The engine lifecycle is split between global startup, server-side ALife objects, client-side game objects, XRF binders, and XRF managers. Most script bugs come from mixing those scopes.

Global startup

Global startup happens once per game process and again at specific script reload points depending on the engine. In XRF, the important global scripts are:

  • _g.script, which preloads core entry points and registers externals;
  • register.script, which registers classes and callback globals;
  • start.script, which initializes managers, schemes, extensions, and emits GAME_STARTED;
  • bind.script, which returns binder classes for online objects.

Do not put per-save or per-object state in module globals unless it is intentionally reset during the relevant lifecycle step.

Binder lifecycle

Client-side game objects use engine object_binder lifecycle methods. XRF binders override the methods they need:

MethodWhen it is used
reinit()Reinitializes binder state and callbacks.

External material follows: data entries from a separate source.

//! Kolosal Search - AutoML pipeline search engine
//!
//! Given labelled tabular data and a problem type, the search proposes
//! candidate pipelines, scores each under cross-validation with a pluggable
//! objective, and keeps a ranked leaderboard plus a refitted best pipeline.
//!
//! # Modules
//!
//! ## Search loop
//! - [`search`] - Search controller, status machine and checkpoints
//! - [`generator`] - Candidate generation (baselines, defaults, tuned variants)
//! - [`scheduler`] - Budgeted sequential or parallel trial execution
//! - [`evaluation`] - Cross-validation splitters and the trial evaluator
//! - [`leaderboard`] - Ranked store of trial results
//!
//! ## Building blocks
//! - [`pipeline`] - Pipeline trait, candidates and component graphs
//! - [`components`] - Transformers and estimators
//! - [`objectives`] - Scoring functions with direction
//! - [`data`] - Dataset and CSV loading
//! - [`data_checks`] - Pre-search data validation
//!
//! ## Interfaces
//! - [`config`] - Search configuration
//! - [`cli`] - Command-line interface
//!
//! # Example
//!
//! ```no_run
//! use kolosal_search::prelude::*;
//!
//! # fn main() -> kolosal_search::Result<()> {
//! let dataset = load_csv("train.csv", "label", &LoadOptions::new())?;
//! let config = SearchConfig::new(ProblemType::Binary).with_max_iterations(20);
//! let search = AutoMLSearch::new(dataset, config)?;
//! search.search()?;
//! println!("{}", search.leaderboard());
//! # Ok(())
//! # }
//! ```

// Core error handling
pub mod error;
pub mod problem;

// Data
pub mod data;
pub mod data_checks;

// Pipelines and scoring
pub mod components;
pub mod objectives;
pub mod pipeline;

// Search loop
pub mod evaluation;
pub mod generator;
pub mod leaderboard;
pub mod scheduler;
pub mod search;

// Interfaces
pub mod config;
pub mod cli;

pub use error::{KolosalError, Result};

/// Re-export commonly used types
pub mod prelude {
    // Error handling
    pub use crate::error::{KolosalError, Result};

    // Data
    pub use crate::data::{load_csv, ColumnKind, Dataset, FeatureColumn, LoadOptions};
    pub use crate::data_checks::{DataCheck, DataCheckMessage, DataCheckReport};
    pub use crate::problem::ProblemType;

    // Pipelines
    pub use crate::components::{ComponentKind, ModelFamily};
    pub use crate::pipeline::{
        CandidateId, ComponentGraph, ComponentSpec, Pipeline, PipelineCandidate,
    };

    // Scoring
    pub use crate::objectives::{default_objective, objective_by_name, Objective, Predictions};

    // Search
    pub use crate::config::SearchConfig;
    pub use crate::evaluation::{CrossValidationEvaluator, TrialResult, TrialStatus};
    pub use crate::generator::{CandidateGenerator, IterativeGenerator, SearchStrategy};
    pub use crate::leaderboard::{Leaderboard, RankingRow};
    pub use crate::scheduler::{Budget, BudgetKind};
    pub use crate::search::{AutoMLSearch, BestPipeline, SearchCheckpoint, SearchStatus, StopReason};
}
//! Candidate generation
//!
//! A [`CandidateGenerator`] proposes batches of pipelines given what has been
//! evaluated so far. An empty batch tells the search there is nothing left to
//! try.

mod iterative;
mod tuner;

pub use iterative::{GeneratorSettings, IterativeGenerator};
pub use tuner::Tuner;

use crate::error::{KolosalError, Result};
use crate::evaluation::TrialResult;
use crate::pipeline::PipelineCandidate;
use serde::{Deserialize, Serialize};
use std::fmt;
use std::str::FromStr;
use std::sync::Arc;
use std::time::Duration;

/// What is left of the search budget when a batch is requested
#[derive(Debug, Clone, Copy, Default, PartialEq)]
pub struct BudgetRemaining {
    pub iterations_left: Option<usize>,
    pub time_left: Option<Duration>,
}

impl BudgetRemaining {
    pub fn unlimited() -> Self {
        Self::default()
    }

    pub fn is_exhausted(&self) -> bool {
        self.iterations_left == Some(0) || self.time_left.is_some_and(|t| t.is_zero())
    }
}

/// Proposes pipeline candidates in batches
pub trait CandidateGenerator: Send {
    /// Next batch of candidates.
    ///
    /// `history` holds successful trials best first, followed by failed
    /// trials in completion order. Returning an empty batch ends the search.
    fn next_batch(
        &mut self,
        history: &[Arc<TrialResult>],
        budget: &BudgetRemaining,
    ) -> Result<Vec<PipelineCandidate>>;

    fn name(&self) -> &str;
}

/// How far the generator goes past the baselines
#[derive(Debug, Clone, Copy, PartialEq, Eq, Default, Serialize, Deserialize)]
#[serde(rename_all = "snake_case")]
pub enum SearchStrategy {
    /// Baselines only
    BaselineOnly,
    /// Baselines, then every model family with default hyperparameters
    DefaultSweep,
    /// Defaults, then tuned variants of the best families until the budget runs out
    #[default]
    Adaptive,
}

impl fmt::Display for SearchStrategy {
    fn fmt(&self, f: &mut fmt::Formatter<'_>) -> fmt::Result {
        let name = match self {
            SearchStrategy::BaselineOnly => "baseline_only",
            SearchStrategy::DefaultSweep => "default_sweep",
            SearchStrategy::Adaptive => "adaptive",
        };
        f.write_str(name)
    }
}

impl FromStr for SearchStrategy {
    type Err = KolosalError;

    fn from_str(s: &str) -> Result<Self> {
        match s.trim().to_lowercase().replace(['-', ' '], "_").as_str() {
            "baseline_only" | "baseline" => Ok(SearchStrategy::BaselineOnly),
            "default_sweep" | "defaults" => Ok(SearchStrategy::DefaultSweep),
            "adaptive" => Ok(SearchStrategy::Adaptive),
            other => Err(KolosalError::ConfigError(format!("Unknown search strategy '{}'", other))),
        }
    }
}

#[cfg(test)]
mod tests {
    use super::*;

    #[test]
    fn test_budget_exhaustion() {
        assert!(!BudgetRemaining::unlimited().is_exhausted());
        let none_left = BudgetRemaining {
            iterations_left: Some(0),
            time_left: None,
        };
        assert!(none_left.is_exhausted());
        let no_time = BudgetRemaining {
            iterations_left: Some(4),
            time_left: Some(Duration::ZERO),
        };
        assert!(no_time.is_exhausted());
    }

    #[test]
    fn test_strategy_parse() {
        assert_eq!("default-sweep".parse::<SearchStrategy>().unwrap(), SearchStrategy::DefaultSweep);
        assert_eq!(SearchStrategy::default(), SearchStrategy::Adaptive);
        assert!("random".parse::<SearchStrategy>().is_err());
    }
}
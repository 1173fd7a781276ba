use super::{DataCheck, DataCheckCode, DataCheckMessage, DataCheckReport};
use crate::data::{ColumnKind, Dataset};
use crate::problem::ProblemType;
use std::collections::HashSet;

/// Flags column kinds no component can consume
#[derive(Debug, Clone, Copy, Default)]
pub struct UnsupportedTypeDataCheck;

impl DataCheck for UnsupportedTypeDataCheck {
    fn name(&self) -> &str {
        "UnsupportedTypeDataCheck"
    }

    fn validate(&self, dataset: &Dataset, _problem_type: ProblemType) -> DataCheckReport {
        let mut report = DataCheckReport::new();
        for column in dataset.columns().iter().filter(|c| c.kind == ColumnKind::Text) {
            report.error(
                DataCheckMessage::new(
                    self.name(),
                    DataCheckCode::UnsupportedColumnType,
                    format!("column '{}' holds free text, which no component supports", column.name),
                )
                .with_detail("column", &column.name),
            );
        }
        report
    }
}

/// Warns about columns that are mostly or entirely missing
#[derive(Debug, Clone, Copy)]
pub struct HighlyNullDataCheck {
    pub threshold: f64,
}

impl Default for HighlyNullDataCheck {
    fn default() -> Self {
        Self { threshold: 0.95 }
    }
}

impl HighlyNullDataCheck {
    pub fn new(threshold: f64) -> Self {
        Self { threshold }
    }
}

impl DataCheck for HighlyNullDataCheck {
    fn name(&self) -> &str {
        "HighlyNullDataCheck"
    }

    fn validate(&self, dataset: &Dataset, _problem_type: ProblemType) -> DataCheckReport {
        let mut report = DataCheckReport::new();
        for (idx, column) in dataset.columns().iter().enumerate() {
            if column.kind == ColumnKind::Text {
                continue;
            }
            let fraction = dataset.null_fraction(idx);
            let message = if fraction >= 1.0 {
                DataCheckMessage::new(
                    self.name(),
                    DataCheckCode::FullyNullColumn,
                    format!("column '{}' is entirely null", column.name),
                )
            } else if fraction >= self.threshold {
                DataCheckMessage::new(
                    self.name(),
                    DataCheckCode::HighlyNullColumn,
                    format!("column '{}' is {:.1}% null", column.name, fraction * 100.0),
                )
            } else {
                continue;
            };
            report.warn(
                message
                    .with_detail("column", &column.name)
                    .with_detail("null_fraction", format!("{:.4}", fraction)),
            );
        }
        report
    }
}

/// Warns about numeric columns that look like row identifiers
#[derive(Debug, Clone, Copy, Default)]
pub struct IdColumnsDataCheck;

fn named_like_id(name: &str) -> bool {
    match name.to_lowercase().strip_suffix("id") {
        Some("") => true,
        Some(prefix) => prefix.ends_with(|c: char| !c.is_alphanumeric()),
        None => false,
    }
}

impl DataCheck for IdColumnsDataCheck {
    fn name(&self) -> &str {
        "IdColumnsDataCheck"
    }

    fn validate(&self, dataset: &Dataset, _problem_type: ProblemType) -> DataCheckReport {
        let mut report = DataCheckReport::new();
        let x = dataset.x();
        for (idx, column) in dataset.columns().iter().enumerate() {
            if column.kind != ColumnKind::Numeric || !named_like_id(&column.name) {
                continue;
            }
            let values = x.column(idx);
            let all_integers = values.iter().all(|v| v.is_finite() && v.fract() == 0.0);
            let distinct: HashSet<i64> = values.iter().map(|v| *v as i64).collect();
            if all_integers && distinct.len() == values.len() {
                report.warn(
                    DataCheckMessage::new(
                        self.name(),
                        DataCheckCode::HasIdColumn,
                        format!("column '{}' is likely an id column", column.name),
                    )
                    .with_detail("column", &column.name),
                );
            }
        }
        report
    }
}

#[cfg(test)]
mod tests {
    use super::*;
    use crate::data::FeatureColumn;
    use ndarray::{array, Array1};

    #[test]
    fn test_text_column_is_error() {
        let dataset = Dataset::with_columns(
            array![[1.0, f64::NAN], [2.0, f64::NAN]],
            Array1::zeros(2),
            vec![FeatureColumn::numeric("a"), FeatureColumn::new("notes", ColumnKind::Text)],
        )
        .unwrap();
        let report = UnsupportedTypeDataCheck.validate(&dataset, ProblemType::Regression);
        assert_eq!(report.errors.len(), 1);
        assert_eq!(report.errors[0].details["column"], "notes");

        // Text columns are not reported twice
        assert!(HighlyNullDataCheck::default()
            .validate(&dataset, ProblemType::Regression)
            .is_empty());
    }

    #[test]
    fn test_null_columns() {
        let nan = f64::NAN;
        let x = array![[nan, nan, 1.0], [nan, nan, 2.0], [nan, 1.0, 3.0], [nan, nan, 4.0]];
        let dataset = Dataset::new(x, Array1::zeros(4)).unwrap();

        let report = HighlyNullDataCheck::new(0.7).validate(&dataset, ProblemType::Regression);
        assert!(!report.has_errors());
        let codes: Vec<_> = report.warnings.iter().map(|m| m.code).collect();
        assert_eq!(codes, vec![DataCheckCode::FullyNullColumn, DataCheckCode::HighlyNullColumn]);
        assert_eq!(report.warnings[1].details["column"], "feature_1");
    }

    #[test]
    fn test_id_column() {
        let dataset = Dataset::with_columns(
            array![[1.0, 1.0, 0.5], [2.0, 1.0, 1.5], [3.0, 2.0, 2.5]],
            Array1::zeros(3),
            vec![
                FeatureColumn::numeric("customer_id"),
                FeatureColumn::numeric("id"),
                FeatureColumn::numeric("amount"),
            ],
        )
        .unwrap();
        let report = IdColumnsDataCheck.validate(&dataset, ProblemType::Regression);
        // "id" repeats a value, "amount" is not named like an id
        assert_eq!(report.warnings.len(), 1);
        assert_eq!(report.warnings[0].details["column"], "customer_id");
    }

    #[test]
    fn test_id_names() {
        assert!(named_like_id("ID"));
        assert!(named_like_id("user_id"));
        assert!(named_like_id("order-id"));
        assert!(!named_like_id("paid"));
        assert!(!named_like_id("width"));
    }
}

Actor reinit also resets portable store state and schedules ALife update stabilization.
net_spawn(serverObject)Called when the object goes online and receives its server object. Return false to reject spawn after super.net_spawn(...) fails.
update(delta)Called while the client object is online. Use it for object-local work, not broad global polling.
net_destroy()Called when the object goes offline or is destroyed. Remove callbacks and unregister object state here.
save(packet)Write client-side state to the save packet. Preserve marker and write order.
load(reader)Read client-side state from the save packet in the same order it was written.

Actor, stalker, monster, restrictor, smart terrain, physic object, and item binders all follow this pattern.

Manager lifecycle

Managers extend AbstractManager. A manager can implement:

  • initialize() to register callbacks or allocate state;
  • destroy() to unregister callbacks and mark state as disposed;
  • update(delta) when it is driven by an update event;
  • save(packet) and load(reader) when it owns serialized state.

Managers should subscribe through EventsManager rather than being called from unrelated binders. This keeps object lifecycle code small and makes save/load ownership clearer.

Event lifecycle

EventsManager owns typed event subscriptions. Binders and game objects emit events such as:

  • ACTOR_GO_ONLINE, ACTOR_GO_OFFLINE, ACTOR_REINIT;
  • ACTOR_UPDATE, ACTOR_UPDATE_100, ACTOR_UPDATE_500, ACTOR_UPDATE_1000, ACTOR_UPDATE_5000, ACTOR_UPDATE_10000;
  • STALKER_DEATH, MONSTER_DEATH, HIT;
  • GAME_SAVE, GAME_SAVED, GAME_LOAD, GAME_LOADED;
  • BEFORE_LEVEL_CHANGE and GAME_STARTED.

Actor update drives the global timer manager tick and the throttled actor update events. Prefer those throttled events for recurring manager work that does not need every frame.

Save and load lifecycle

Save/load code must preserve packet order. XRF commonly wraps sections with save/load markers, calls the superclass method, then writes or reads owned state.

If a manager or binder adds state to a save packet, update the corresponding load code in the same change. Never insert a new read without matching old saves or version handling.